A pharmacy professor has called for an end to the pharmacists’ monopoly on selling some drugs, arguing that it is time for a two tier system where medicines are either prescription or non-prescription.
Writing in The BMJ Professor Paul Rutter at the School of Pharmacy, University of Wolverhampton, says evidence is lacking that having a category of drugs that can be sold only by pharmacists or under their supervision (“pharmacy medicines”) has benefits.
He cites the recent case of oral diclofenac that used to be available in the UK as a non-prescription drug sold exclusively under the direction of a pharmacist.
Its reversion to a prescription only drug at the beginning of this year because of a “small but notably increased risk of cardiovascular side effects” implied that “doubt exists that pharmacists (and their staff) can supervise sales to consumers appropriately,” argued Rutter.
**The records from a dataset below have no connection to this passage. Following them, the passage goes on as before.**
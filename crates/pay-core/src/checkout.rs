//! # Checkout Service
//!
//! Orchestrates the two halves of a payment:
//!
//! ```text
//! create_order:   validate → event price → gateway order → customer upsert → attempted row
//! verify_payment: validate → HMAC check ─┬─ mismatch → row failed
//!                                        └─ match    → gateway notes → (customer + paid row) → email
//! ```
//!
//! The service is the only writer of purchase status. Email goes out on a detached
//! task after the paid row is committed; its outcome never reaches the caller.

use crate::clock::{BoxedClock, SystemClock};
use crate::customer::NewCustomer;
use crate::error::{PaymentError, PaymentResult};
use crate::gateway::{BoxedPaymentGateway, GatewayOrderRequest, OrderNotes};
use crate::money::Currency;
use crate::notify::{dispatch_confirmation, BoxedNotifier, PaymentConfirmation};
use crate::purchase::{NewPurchaseAttempt, PurchaseStatus, Settlement};
use crate::signature::verify_payment_signature;
use crate::store::{BoxedEventStore, BoxedPurchaseStore};
use serde::{Deserialize, Serialize};
use std::str::FromStr;
use std::sync::Arc;
use tracing::{info, instrument, warn};
use uuid::Uuid;

pub const PAYMENT_VERIFIED: &str = "Payment verified";
pub const PAYMENT_VERIFICATION_FAILED: &str = "Payment verification failed";

/// Body of the create-order call. Fields are optional so that missing ones
/// surface as `InvalidInput` rather than a deserialization failure.
#[derive(Debug, Clone, Default, Deserialize)]
pub struct CreateOrderRequest {
    #[serde(default)]
    pub customer_name: Option<String>,
    #[serde(default)]
    pub mobile: Option<String>,
    #[serde(default)]
    pub email: Option<String>,
    #[serde(default)]
    pub description: Option<String>,
    #[serde(default)]
    pub event_id: Option<String>,
}

#[derive(Debug, Clone, PartialEq, Eq)]
struct OrderInput {
    customer: NewCustomer,
    description: Option<String>,
    event_id: Uuid,
    raw_event_id: String,
}

fn present(value: &Option<String>) -> Option<String> {
    value
        .as_deref()
        .map(str::trim)
        .filter(|v| !v.is_empty())
        .map(str::to_string)
}

impl CreateOrderRequest {
    fn validate(&self) -> PaymentResult<OrderInput> {
        let fields = [
            ("customer_name", present(&self.customer_name)),
            ("mobile", present(&self.mobile)),
            ("email", present(&self.email)),
            ("event_id", present(&self.event_id)),
        ];
        let missing: Vec<&str> = fields
            .iter()
            .filter(|(_, v)| v.is_none())
            .map(|(k, _)| *k)
            .collect();
        if !missing.is_empty() {
            return Err(PaymentError::InvalidInput(format!(
                "Missing required fields: {}",
                missing.join(", ")
            )));
        }

        let [(_, Some(name)), (_, Some(mobile)), (_, Some(email)), (_, Some(raw_event_id))] =
            fields
        else {
            return Err(PaymentError::Internal("required field vanished".into()));
        };

        let event_id = Uuid::parse_str(&raw_event_id)
            .map_err(|_| PaymentError::InvalidInput(format!("Invalid event_id: {}", raw_event_id)))?;

        Ok(OrderInput {
            customer: NewCustomer {
                name,
                email,
                mobile,
            },
            description: present(&self.description),
            event_id,
            raw_event_id,
        })
    }
}

/// Customer details the gateway widget is pre-filled with
#[derive(Debug, Clone, PartialEq, Eq, Serialize)]
pub struct Prefill {
    pub name: String,
    pub email: String,
    pub contact: String,
}

#[derive(Debug, Clone, PartialEq, Eq, Serialize)]
#[serde(rename_all = "camelCase")]
pub struct CreateOrderResponse {
    pub order_id: String,
    /// Minor units
    pub amount: i64,
    pub currency: String,
    /// Public key id; the secret never leaves the server
    pub key_id: String,
    pub prefill: Prefill,
}

/// Body of the verification callback
#[derive(Debug, Clone, Default, Deserialize)]
pub struct VerifyPaymentRequest {
    #[serde(default)]
    pub razorpay_order_id: Option<String>,
    #[serde(default)]
    pub razorpay_payment_id: Option<String>,
    #[serde(default)]
    pub razorpay_signature: Option<String>,
}

impl VerifyPaymentRequest {
    fn validate(&self) -> PaymentResult<(String, String, String)> {
        match (
            present(&self.razorpay_order_id),
            present(&self.razorpay_payment_id),
            present(&self.razorpay_signature),
        ) {
            (Some(order_id), Some(payment_id), Some(signature)) => {
                Ok((order_id, payment_id, signature))
            }
            _ => Err(PaymentError::InvalidInput(
                "Missing razorpay verification fields".into(),
            )),
        }
    }
}

/// Result of a verification callback. A mismatch is an outcome, not an error.
#[derive(Debug, Clone, PartialEq, Eq, Serialize)]
pub struct VerificationOutcome {
    pub success: bool,
    pub message: String,
}

impl VerificationOutcome {
    pub fn verified() -> Self {
        Self {
            success: true,
            message: PAYMENT_VERIFIED.to_string(),
        }
    }

    pub fn failed() -> Self {
        Self {
            success: false,
            message: PAYMENT_VERIFICATION_FAILED.to_string(),
        }
    }
}

/// Order creation and payment verification over injected collaborators
pub struct CheckoutService {
    events: BoxedEventStore,
    purchases: BoxedPurchaseStore,
    gateway: BoxedPaymentGateway,
    notifier: BoxedNotifier,
    clock: BoxedClock,
    key_secret: String,
    currency: Currency,
}

impl CheckoutService {
    pub fn new(
        events: BoxedEventStore,
        purchases: BoxedPurchaseStore,
        gateway: BoxedPaymentGateway,
        notifier: BoxedNotifier,
        key_secret: impl Into<String>,
    ) -> Self {
        Self {
            events,
            purchases,
            gateway,
            notifier,
            clock: Arc::new(SystemClock),
            key_secret: key_secret.into(),
            currency: Currency::INR,
        }
    }

    pub fn with_clock(mut self, clock: BoxedClock) -> Self {
        self.clock = clock;
        self
    }

    pub fn with_currency(mut self, currency: Currency) -> Self {
        self.currency = currency;
        self
    }

    /// Public key id of the configured gateway
    pub fn key_id(&self) -> &str {
        self.gateway.key_id()
    }

    fn receipt(&self, raw_event_id: &str) -> String {
        let prefix = raw_event_id.split('-').next().unwrap_or(raw_event_id);
        format!("evt_{}_{}", prefix, self.clock.now().timestamp_millis())
    }

    /// Create a gateway order for an event and record the attempt.
    #[instrument(skip(self, request), fields(provider = self.gateway.provider_name()))]
    pub async fn create_order(
        &self,
        request: &CreateOrderRequest,
    ) -> PaymentResult<CreateOrderResponse> {
        let input = request.validate()?;

        let event = self
            .events
            .find_event(input.event_id)
            .await?
            .ok_or_else(|| PaymentError::not_found("Event", input.event_id.to_string()))?;

        let amount = self.currency.to_minor_units(event.price)?;

        let order = self
            .gateway
            .create_order(&GatewayOrderRequest {
                amount,
                currency: self.currency,
                receipt: self.receipt(&input.raw_event_id),
                notes: OrderNotes {
                    event_id: Some(input.raw_event_id.clone()),
                    customer_name: Some(input.customer.name.clone()),
                    email: Some(input.customer.email.clone()),
                    mobile: Some(input.customer.mobile.clone()),
                    description: input.description.clone(),
                },
            })
            .await?;

        let customer_id = self.purchases.upsert_customer(&input.customer).await?;

        self.purchases
            .record_attempt(&NewPurchaseAttempt {
                event_id: event.id,
                customer_id,
                amount: order.amount,
                currency: order.currency.clone(),
                description: input.description.clone(),
                razorpay_order_id: order.id.clone(),
            })
            .await?;

        info!(
            order_id = %order.id,
            event_id = %event.id,
            amount = order.amount,
            "Order created"
        );

        Ok(CreateOrderResponse {
            order_id: order.id,
            amount: order.amount,
            currency: order.currency,
            key_id: self.gateway.key_id().to_string(),
            prefill: Prefill {
                name: input.customer.name,
                email: input.customer.email,
                contact: input.customer.mobile,
            },
        })
    }

    /// Check the callback signature and settle or fail the purchase.
    #[instrument(skip(self, request), fields(provider = self.gateway.provider_name()))]
    pub async fn verify_payment(
        &self,
        request: &VerifyPaymentRequest,
    ) -> PaymentResult<VerificationOutcome> {
        let (order_id, payment_id, signature) = request.validate()?;

        let valid = verify_payment_signature(&self.key_secret, &order_id, &payment_id, &signature)?;

        if !valid {
            let row = self
                .purchases
                .mark_failed(&order_id, &payment_id, &signature)
                .await?;
            match row {
                Some(row) if row.status == PurchaseStatus::Paid => {
                    warn!(order_id = %order_id, "Signature mismatch against a paid purchase; left as paid")
                }
                Some(_) => warn!(order_id = %order_id, "Signature mismatch; purchase marked failed"),
                None => warn!(order_id = %order_id, "Signature mismatch for unknown order"),
            }
            return Ok(VerificationOutcome::failed());
        }

        if let Some(existing) = self.purchases.find_purchase(&order_id).await? {
            if existing.status == PurchaseStatus::Paid {
                info!(
                    order_id = %order_id,
                    payment_id = %payment_id,
                    stored_payment_id = ?existing.razorpay_payment_id,
                    "Payment already verified"
                );
                return Ok(VerificationOutcome::verified());
            }
        }

        let order = self.gateway.fetch_order(&order_id).await?;
        let details = order.notes.checkout_details()?;

        let purchase = self
            .purchases
            .settle_paid(
                &details.customer,
                &Settlement {
                    razorpay_order_id: order_id.clone(),
                    razorpay_payment_id: payment_id.clone(),
                    razorpay_signature: signature,
                    event_id: details.event_id,
                    amount: order.amount,
                    currency: order.currency.clone(),
                    description: details.description.clone(),
                },
            )
            .await?;

        // A concurrent callback may have settled the row first
        if purchase.razorpay_payment_id.as_deref() != Some(payment_id.as_str()) {
            info!(
                order_id = %order_id,
                payment_id = %payment_id,
                stored_payment_id = ?purchase.razorpay_payment_id,
                "Payment already verified"
            );
            return Ok(VerificationOutcome::verified());
        }

        info!(
            order_id = %order_id,
            payment_id = %payment_id,
            amount = purchase.amount,
            "Payment verified"
        );

        let event = match self.events.find_event(details.event_id).await {
            Ok(event) => event,
            Err(e) => {
                warn!(event_id = %details.event_id, error = %e, "Event lookup for confirmation failed");
                None
            }
        };

        let currency = Currency::from_str(&purchase.currency).unwrap_or(self.currency);
        let confirmation = PaymentConfirmation {
            customer_name: details.customer.name,
            customer_email: details.customer.email,
            customer_mobile: details.customer.mobile,
            event_title: event
                .as_ref()
                .map(|e| e.title.clone())
                .unwrap_or_else(|| "your event".to_string()),
            event_date: event.as_ref().map(|e| e.event_date),
            event_time: event.as_ref().map(|e| e.event_time.clone()),
            amount: currency.from_minor_units(purchase.amount),
            currency: currency.to_string(),
            payment_id,
            order_id,
        };
        dispatch_confirmation(self.notifier.clone(), confirmation);

        Ok(VerificationOutcome::verified())
    }
}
If pharmacy is to hold a monopoly on selling some medicines it needs to show value to consumers in terms of health outcomes, when compared with consumers purchasing these drugs without restriction, he argues.
Without credible evidence to support the pharmacy medicines monopoly – namely, that pharmacy intervention improves patient outcomes – “it is only a matter of time before a two tier system of prescription or non-prescription drugs becomes the standard model, as in the US,” he writes.
Such a system is easy to understand: access to medicines is obtained either with a prescription or from any retail outlet. “This is less confusing for consumers and increases accessibility, but it still allows pharmacies to sell drugs and gives them a chance to demonstrate their worth,” he concludes.